*** Opening of Information given ***

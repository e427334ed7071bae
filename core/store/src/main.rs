use agent_memory_store::{default_embedder, router, MemoryStore, StoreConfig};
use anyhow::{Context, Result};
use clap::Parser;
use std::path::PathBuf;
use std::sync::Arc;
use tracing::info;
use tracing_subscriber::EnvFilter;

#[derive(Parser, Debug)]
#[command(name = "agent-memory")]
#[command(about = "Hybrid keyword + vector memory store for coding agents")]
struct Args {
    /// Path to SQLite database file
    #[arg(long, short)]
    db_path: Option<PathBuf>,

    /// Address to listen on
    #[arg(long, env = "AGENT_MEMORY_ADDR", default_value = "127.0.0.1:21955")]
    addr: String,
}

#[tokio::main]
async fn main() -> Result<()> {
    // Initialize tracing
    tracing_subscriber::fmt()
        .with_env_filter(
            EnvFilter::try_from_default_env().unwrap_or_else(|_| EnvFilter::new("info")),
        )
        .init();

    info!("Agent Memory Service v{}", env!("CARGO_PKG_VERSION"));

    let args = Args::parse();
    let config = StoreConfig::resolve(args.db_path);
    info!("Database: {}", config.db_path.display());

    let embedder = default_embedder().context("Failed to load embedding model")?;
    let store = MemoryStore::open(&config, embedder).with_context(|| {
        format!(
            "Failed to open memory store at {} (run `migrate --rebuild` if the indexes are inconsistent)",
            config.db_path.display()
        )
    })?;
    let store = Arc::new(store);
    info!("Store holds {} memories", store.count()?);

    let app = router(Arc::clone(&store));

    info!("Starting HTTP server on http://{}", args.addr);
    let listener = tokio::net::TcpListener::bind(&args.addr).await?;
    axum::serve(listener, app)
        .with_graceful_shutdown(shutdown_signal())
        .await?;

    info!("Shutting down, closing database");
    drop(store);
    Ok(())
}

async fn shutdown_signal() {
    if let Err(e) = tokio::signal::ctrl_c().await {
        tracing::error!("Failed to listen for shutdown signal: {}", e);
    }
}
use spedition_classify::ClassifyError;
use spedition_store::StoreError;
use thiserror::Error;

/// Errors that abort a whole import run.
///
/// Per-record insert failures never surface here: the processor isolates
/// them into [`spedition_core::ImportError`] entries on the report and the
/// run keeps going.
#[derive(Debug, Error)]
pub enum PipelineError {
    /// The run cannot start: empty or malformed input.
    #[error("invalid input: {0}")]
    InvalidInput(String),

    #[error(transparent)]
    Classify(#[from] ClassifyError),

    /// The backend dropped out mid-run. Batches already committed stay
    /// committed; nothing after the failure point was attempted.
    #[error(transparent)]
    Store(#[from] StoreError),
}
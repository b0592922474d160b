//! Deterministic fallback classification.
//!
//! No model, no network: platform detection works off column signatures,
//! entity detection off header keywords, and every header gets a default
//! mapping to its slugified name. Identical inputs yield identical output.

use std::collections::HashSet;

use spedition_core::{
    Classification, EntityKind, FieldMapping, IssueSeverity, QualityIssue, QualityIssueKind,
    Record, SourcePlatform,
};

/// Confidence when a platform column signature matches.
pub const SIGNATURE_CONFIDENCE: f64 = 0.8;
/// Confidence for the generic path and for default per-header mappings.
pub const DEFAULT_CONFIDENCE: f64 = 0.5;

/// Column fingerprint of a known platform export. Matches when every listed
/// slug is present in the file's slugified headers.
struct PlatformSignature {
    platform: SourcePlatform,
    entity: EntityKind,
    columns: &'static [&'static str],
}

const SIGNATURES: &[PlatformSignature] = &[
    // ServiceTitan exports carry the tenant id on every row
    PlatformSignature {
        platform: SourcePlatform::ServiceTitan,
        entity: EntityKind::Jobs,
        columns: &["tenant_id", "job_number", "modified_on"],
    },
    PlatformSignature {
        platform: SourcePlatform::ServiceTitan,
        entity: EntityKind::Customers,
        columns: &["tenant_id", "customer_id", "modified_on"],
    },
    PlatformSignature {
        platform: SourcePlatform::ServiceTitan,
        entity: EntityKind::Invoices,
        columns: &["tenant_id", "invoice_number", "modified_on"],
    },
    PlatformSignature {
        platform: SourcePlatform::HousecallPro,
        entity: EntityKind::Customers,
        columns: &["first_name", "last_name", "mobile_phone"],
    },
    PlatformSignature {
        platform: SourcePlatform::HousecallPro,
        entity: EntityKind::Jobs,
        columns: &["job", "customer", "scheduled_start"],
    },
    PlatformSignature {
        platform: SourcePlatform::Jobber,
        entity: EntityKind::Customers,
        columns: &["client_first_name", "client_last_name"],
    },
    PlatformSignature {
        platform: SourcePlatform::Jobber,
        entity: EntityKind::Jobs,
        columns: &["client_name", "property_address"],
    },
    PlatformSignature {
        platform: SourcePlatform::Workiz,
        entity: EntityKind::Jobs,
        columns: &["job_id", "client_name", "job_type"],
    },
    PlatformSignature {
        platform: SourcePlatform::FieldEdge,
        entity: EntityKind::Customers,
        columns: &["customer_number", "bill_to_name"],
    },
    PlatformSignature {
        platform: SourcePlatform::QuickBooks,
        entity: EntityKind::Invoices,
        columns: &["invoice_no", "customer", "open_balance"],
    },
];

/// Header keywords per entity, checked in order; first entity with a hit
/// wins. Invoice-ish columns outrank customer-ish ones because invoice
/// exports routinely carry customer columns too.
const ENTITY_HINTS: &[(EntityKind, &[&str])] = &[
    (
        EntityKind::Invoices,
        &["invoice_number", "invoice_no", "invoice", "amount_due", "balance_due"],
    ),
    (
        EntityKind::Estimates,
        &["estimate_number", "estimate", "quote_number", "quote"],
    ),
    (
        EntityKind::Equipment,
        &["serial_number", "serial", "model_number", "asset_tag", "install_date"],
    ),
    (
        EntityKind::PriceBook,
        &["sku", "unit_price", "unit_cost", "price_book", "item_code", "list_price"],
    ),
    (
        EntityKind::Jobs,
        &["job_number", "job", "work_order", "job_type", "technician", "scheduled_start"],
    ),
    (
        EntityKind::Customers,
        &["email", "phone", "first_name", "last_name", "customer", "company", "address"],
    ),
];

/// Classify from headers and sample rows alone.
pub fn classify(headers: &[String], sample: &[Record]) -> Classification {
    let slugs: Vec<String> = headers.iter().map(|h| slugify(h)).collect();

    let (platform, entity, confidence, reasoning) = match match_signature(&slugs) {
        Some(sig) => (
            sig.platform,
            sig.entity,
            SIGNATURE_CONFIDENCE,
            format!(
                "column signature matches a {} {} export",
                sig.platform, sig.entity
            ),
        ),
        None => {
            let entity = detect_entity(&slugs);
            (
                SourcePlatform::Generic,
                entity,
                DEFAULT_CONFIDENCE,
                format!(
                    "no platform signature matched; header keywords suggest {}",
                    entity
                ),
            )
        }
    };

    let mappings = default_mappings(headers, &slugs, entity);
    let quality_issues = scan_quality(&mappings, sample);

    Classification {
        platform,
        entity,
        confidence,
        reasoning,
        mappings,
        quality_issues,
    }
}

fn match_signature(slugs: &[String]) -> Option<&'static PlatformSignature> {
    SIGNATURES.iter().find(|sig| {
        sig.columns
            .iter()
            .all(|col| slugs.iter().any(|s| s == col))
    })
}

fn detect_entity(slugs: &[String]) -> EntityKind {
    for (entity, hints) in ENTITY_HINTS {
        if slugs
            .iter()
            .any(|slug| hints.iter().any(|hint| slug.contains(hint)))
        {
            return *entity;
        }
    }
    EntityKind::Customers
}

/// Normalize a header to snake_case: "Job Number" and "jobNumber" both
/// become "job_number", "Job #" becomes "job".
pub fn slugify(header: &str) -> String {
    let mut out = String::with_capacity(header.len() + 4);
    let mut prev_lower = false;
    for c in header.trim().chars() {
        if c.is_ascii_uppercase() {
            if prev_lower {
                out.push('_');
            }
            out.push(c.to_ascii_lowercase());
            prev_lower = false;
        } else if c.is_ascii_alphanumeric() {
            out.push(c);
            prev_lower = c.is_ascii_lowercase() || c.is_ascii_digit();
        } else {
            if !out.is_empty() && !out.ends_with('_') {
                out.push('_');
            }
            prev_lower = false;
        }
    }
    out.trim_end_matches('_').to_string()
}

/// One Direct mapping per header onto its slug. Headers that slug to the
/// same name keep only the first occurrence.
fn default_mappings(headers: &[String], slugs: &[String], entity: EntityKind) -> Vec<FieldMapping> {
    let identity = entity.required_identity_fields();
    let mut seen: HashSet<&str> = HashSet::new();
    let mut mappings = Vec::with_capacity(headers.len());

    for (header, slug) in headers.iter().zip(slugs) {
        if slug.is_empty() || !seen.insert(slug.as_str()) {
            continue;
        }
        mappings.push(FieldMapping::direct(
            header,
            slug,
            DEFAULT_CONFIDENCE,
            identity.contains(&slug.as_str()),
        ));
    }
    mappings
}

/// Look for obvious data problems in the sampled rows: empty identity
/// fields, malformed emails, duplicated identity values.
fn scan_quality(mappings: &[FieldMapping], sample: &[Record]) -> Vec<QualityIssue> {
    let mut issues = Vec::new();
    if sample.is_empty() {
        return issues;
    }

    for mapping in mappings.iter().filter(|m| m.required) {
        let blank = sample
            .iter()
            .filter(|r| r.get(&mapping.source_field).map_or(true, |v| v.is_blank()))
            .count();
        if blank > 0 {
            let severity = if blank == sample.len() {
                IssueSeverity::Critical
            } else {
                IssueSeverity::High
            };
            issues.push(QualityIssue {
                kind: QualityIssueKind::MissingRequired,
                field: mapping.target_field.clone(),
                count: blank as u64,
                severity,
                suggestion: format!(
                    "{} of {} sampled rows have no {}",
                    blank,
                    sample.len(),
                    mapping.target_field
                ),
            });
        }
    }

    for mapping in mappings.iter().filter(|m| m.target_field.contains("email")) {
        let bad = sample
            .iter()
            .filter_map(|r| r.get(&mapping.source_field))
            .filter(|v| !v.is_blank() && !is_valid_email(&v.render()))
            .count();
        if bad > 0 {
            issues.push(QualityIssue {
                kind: QualityIssueKind::InvalidFormat,
                field: mapping.target_field.clone(),
                count: bad as u64,
                severity: IssueSeverity::Medium,
                suggestion: format!(
                    "{} sampled {} value(s) are not valid email addresses",
                    bad, mapping.target_field
                ),
            });
        }
    }

    for mapping in mappings.iter().filter(|m| m.required) {
        let mut seen = HashSet::new();
        let mut dups = 0u64;
        for record in sample {
            if let Some(v) = record.get(&mapping.source_field) {
                if v.is_blank() {
                    continue;
                }
                if !seen.insert(v.render()) {
                    dups += 1;
                }
            }
        }
        if dups > 0 {
            issues.push(QualityIssue {
                kind: QualityIssueKind::Duplicate,
                field: mapping.target_field.clone(),
                count: dups,
                severity: IssueSeverity::Medium,
                suggestion: format!(
                    "{} duplicated {} value(s) in the sample may hit uniqueness constraints",
                    dups, mapping.target_field
                ),
            });
        }
    }

    issues
}

/// Email shape check: local@domain.tld with a letters-only TLD of 2+ chars.
fn is_valid_email(value: &str) -> bool {
    let value = value.trim();
    let Some((local, domain)) = value.split_once('@') else {
        return false;
    };
    if local.is_empty()
        || domain.contains('@')
        || !local
            .chars()
            .all(|c| c.is_ascii_alphanumeric() || "._%+-".contains(c))
    {
        return false;
    }
    let Some((host, tld)) = domain.rsplit_once('.') else {
        return false;
    };
    if host.is_empty()
        || !host
            .chars()
            .all(|c| c.is_ascii_alphanumeric() || ".-".contains(c))
    {
        return false;
    }
    tld.len() >= 2 && tld.chars().all(|c| c.is_ascii_alphabetic())
}

#[cfg(test)]
mod tests {
    use spedition_core::FieldValue;

    use super::*;

    fn headers(names: &[&str]) -> Vec<String> {
        names.iter().map(|s| s.to_string()).collect()
    }

    fn row(pairs: &[(&str, &str)]) -> Record {
        pairs
            .iter()
            .map(|(k, v)| (k.to_string(), FieldValue::Text(v.to_string())))
            .collect()
    }

    #[test]
    fn slugify_handles_camel_case_and_spaces() {
        assert_eq!(slugify("jobNumber"), "job_number");
        assert_eq!(slugify("Job Number"), "job_number");
        assert_eq!(slugify("modifiedOn"), "modified_on");
        assert_eq!(slugify("Job #"), "job");
        assert_eq!(slugify("Bill-To Name"), "bill_to_name");
        assert_eq!(slugify("  Email  "), "email");
    }

    #[test]
    fn service_titan_jobs_signature_matches() {
        let got = classify(&headers(&["jobNumber", "tenantId", "modifiedOn"]), &[]);

        assert_eq!(got.platform, SourcePlatform::ServiceTitan);
        assert_eq!(got.entity, EntityKind::Jobs);
        assert!((got.confidence - SIGNATURE_CONFIDENCE).abs() < 1e-9);
        assert_eq!(got.mappings.len(), 3);

        let job = got
            .mappings
            .iter()
            .find(|m| m.target_field == "job_number")
            .unwrap();
        assert!(job.required);
        assert_eq!(job.source_field, "jobNumber");
        assert!((job.confidence - DEFAULT_CONFIDENCE).abs() < 1e-9);
    }

    #[test]
    fn unknown_layout_falls_back_to_generic() {
        let got = classify(&headers(&["Invoice No", "Customer", "Amount"]), &[]);

        assert_eq!(got.platform, SourcePlatform::Generic);
        assert_eq!(got.entity, EntityKind::Invoices);
        assert!((got.confidence - DEFAULT_CONFIDENCE).abs() < 1e-9);
    }

    #[test]
    fn plain_contact_columns_detect_customers() {
        let got = classify(&headers(&["Email", "Phone", "Notes"]), &[]);
        assert_eq!(got.entity, EntityKind::Customers);
        assert!(got.mappings.iter().any(|m| m.target_field == "email" && m.required));
    }

    #[test]
    fn colliding_headers_keep_first_mapping() {
        let got = classify(&headers(&["Phone", "phone"]), &[]);
        assert_eq!(got.mappings.len(), 1);
        assert_eq!(got.mappings[0].source_field, "Phone");
    }

    #[test]
    fn identical_inputs_identical_output() {
        let hs = headers(&["jobNumber", "tenantId", "modifiedOn"]);
        let sample = vec![row(&[("jobNumber", "J-1"), ("tenantId", "t1")])];
        assert_eq!(classify(&hs, &sample), classify(&hs, &sample));
    }

    #[test]
    fn quality_scan_flags_missing_invalid_and_duplicate() {
        let hs = headers(&["Email"]);
        let sample = vec![
            row(&[("Email", "a@example.com")]),
            row(&[("Email", "not-an-email")]),
            row(&[("Email", "")]),
            row(&[("Email", "a@example.com")]),
        ];
        let got = classify(&hs, &sample);

        let missing = got
            .quality_issues
            .iter()
            .find(|i| i.kind == QualityIssueKind::MissingRequired)
            .unwrap();
        assert_eq!(missing.count, 1);
        assert_eq!(missing.severity, IssueSeverity::High);

        let invalid = got
            .quality_issues
            .iter()
            .find(|i| i.kind == QualityIssueKind::InvalidFormat)
            .unwrap();
        assert_eq!(invalid.count, 1);

        let dup = got
            .quality_issues
            .iter()
            .find(|i| i.kind == QualityIssueKind::Duplicate)
            .unwrap();
        assert_eq!(dup.count, 1);
    }

    #[test]
    fn all_rows_missing_escalates_to_critical() {
        let hs = headers(&["Email", "Name"]);
        let sample = vec![row(&[("Name", "A")]), row(&[("Name", "B")])];
        let got = classify(&hs, &sample);

        let missing = got
            .quality_issues
            .iter()
            .find(|i| i.kind == QualityIssueKind::MissingRequired && i.field == "email")
            .unwrap();
        assert_eq!(missing.severity, IssueSeverity::Critical);
        assert_eq!(missing.count, 2);
    }

    #[test]
    fn email_shape_check() {
        assert!(is_valid_email("john.doe+tag@mail.example.com"));
        assert!(is_valid_email("A_B%c@ex-ample.org"));
        assert!(!is_valid_email("no-at-sign.example.com"));
        assert!(!is_valid_email("two@@example.com"));
        assert!(!is_valid_email("x@nodot"));
        assert!(!is_valid_email("x@example.c"));
        assert!(!is_valid_email("x@example.c0m"));
        assert!(!is_valid_email("spa ce@example.com"));
    }
}
pub mod claude;
pub mod ollama;
pub mod openai;

use spedition_core::config::ClassifierConfig;

use crate::provider::{LlmError, LlmProvider};

/// Create the appropriate LLM provider based on config.
pub fn create_provider(config: &ClassifierConfig) -> Result<Box<dyn LlmProvider>, LlmError> {
    match config.provider.as_str() {
        "openai" => {
            let api_key = config
                .openai_api_key
                .as_ref()
                .ok_or_else(|| LlmError::NotConfigured("OPENAI_API_KEY not set".into()))?;
            let base_url = config
                .openai_base_url
                .as_deref()
                .unwrap_or("https://api.openai.com");
            Ok(Box::new(openai::OpenAiProvider::new(
                api_key.clone(),
                config.openai_model.clone(),
                base_url.to_string(),
            )))
        }
        "anthropic" | "claude" => {
            let api_key = config
                .anthropic_api_key
                .as_ref()
                .ok_or_else(|| LlmError::NotConfigured("ANTHROPIC_API_KEY not set".into()))?;
            Ok(Box::new(claude::ClaudeProvider::new(
                api_key.clone(),
                config.anthropic_model.clone(),
            )))
        }
        "ollama" => Ok(Box::new(ollama::OllamaProvider::new(
            config.ollama_url.clone(),
            config.ollama_model.clone(),
        ))),
        "off" => Err(LlmError::NotConfigured(
            "classification oracle disabled".into(),
        )),
        other => Err(LlmError::NotConfigured(format!(
            "unknown classifier provider: '{}'",
            other
        ))),
    }
}
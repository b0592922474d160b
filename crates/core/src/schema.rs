use std::collections::BTreeMap;

use serde::{Deserialize, Serialize};

use crate::entity::{EntityKind, SourcePlatform};

/// How a source column lands in a target field.
#[derive(Debug, Clone, Copy, PartialEq, Eq, Serialize, Deserialize)]
#[serde(rename_all = "lowercase")]
pub enum TransformKind {
    Direct,
    Split,
    Join,
    Convert,
    Lookup,
    Custom,
}

/// One source column → target field edge of a mapping plan.
#[derive(Debug, Clone, PartialEq, Serialize, Deserialize)]
pub struct FieldMapping {
    pub source_field: String,
    pub target_field: String,
    pub transform: TransformKind,
    /// Transform arguments: separator/index for split, format for convert,
    /// the table itself for lookup, function name for custom.
    #[serde(default, skip_serializing_if = "BTreeMap::is_empty")]
    pub params: BTreeMap<String, String>,
    pub confidence: f64,
    #[serde(default)]
    pub required: bool,
}

impl FieldMapping {
    /// Plain column copy at the given confidence.
    pub fn direct(source: &str, target: &str, confidence: f64, required: bool) -> Self {
        Self {
            source_field: source.to_string(),
            target_field: target.to_string(),
            transform: TransformKind::Direct,
            params: BTreeMap::new(),
            confidence,
            required,
        }
    }
}

/// What the classifier concluded about one uploaded file. Immutable once built.
#[derive(Debug, Clone, PartialEq, Serialize, Deserialize)]
pub struct Classification {
    pub platform: SourcePlatform,
    pub entity: EntityKind,
    /// 0.0–1.0; below the validator's floor the run is rejected.
    pub confidence: f64,
    pub reasoning: String,
    pub mappings: Vec<FieldMapping>,
    #[serde(default)]
    pub quality_issues: Vec<QualityIssue>,
}

/// Data quality observation from the sampled rows. Informational only:
/// issues are reported, never enforced.
#[derive(Debug, Clone, PartialEq, Serialize, Deserialize)]
pub struct QualityIssue {
    pub kind: QualityIssueKind,
    pub field: String,
    pub count: u64,
    pub severity: IssueSeverity,
    pub suggestion: String,
}

#[derive(Debug, Clone, Copy, PartialEq, Eq, Serialize, Deserialize)]
#[serde(rename_all = "snake_case")]
pub enum QualityIssueKind {
    MissingRequired,
    InvalidFormat,
    Duplicate,
    Outlier,
    Inconsistent,
}

#[derive(Debug, Clone, Copy, PartialEq, Eq, PartialOrd, Ord, Serialize, Deserialize)]
#[serde(rename_all = "lowercase")]
pub enum IssueSeverity {
    Low,
    Medium,
    High,
    Critical,
}

/// Upload-level facts fed to the classifier alongside headers and sample rows.
#[derive(Debug, Clone, Serialize, Deserialize)]
pub struct FileMeta {
    pub file_name: String,
    pub file_size: u64,
    pub row_count: usize,
}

*** Close of Information given ***

Task brief: Whenever the string "serde" turns up in a line of the data, copy that line.

Task output:
use serde::{Deserialize, Serialize};
#[serde(rename_all = "lowercase")]
    #[serde(default, skip_serializing_if = "BTreeMap::is_empty")]
    #[serde(default)]
    #[serde(default)]
#[serde(rename_all = "snake_case")]
#[serde(rename_all = "lowercase")]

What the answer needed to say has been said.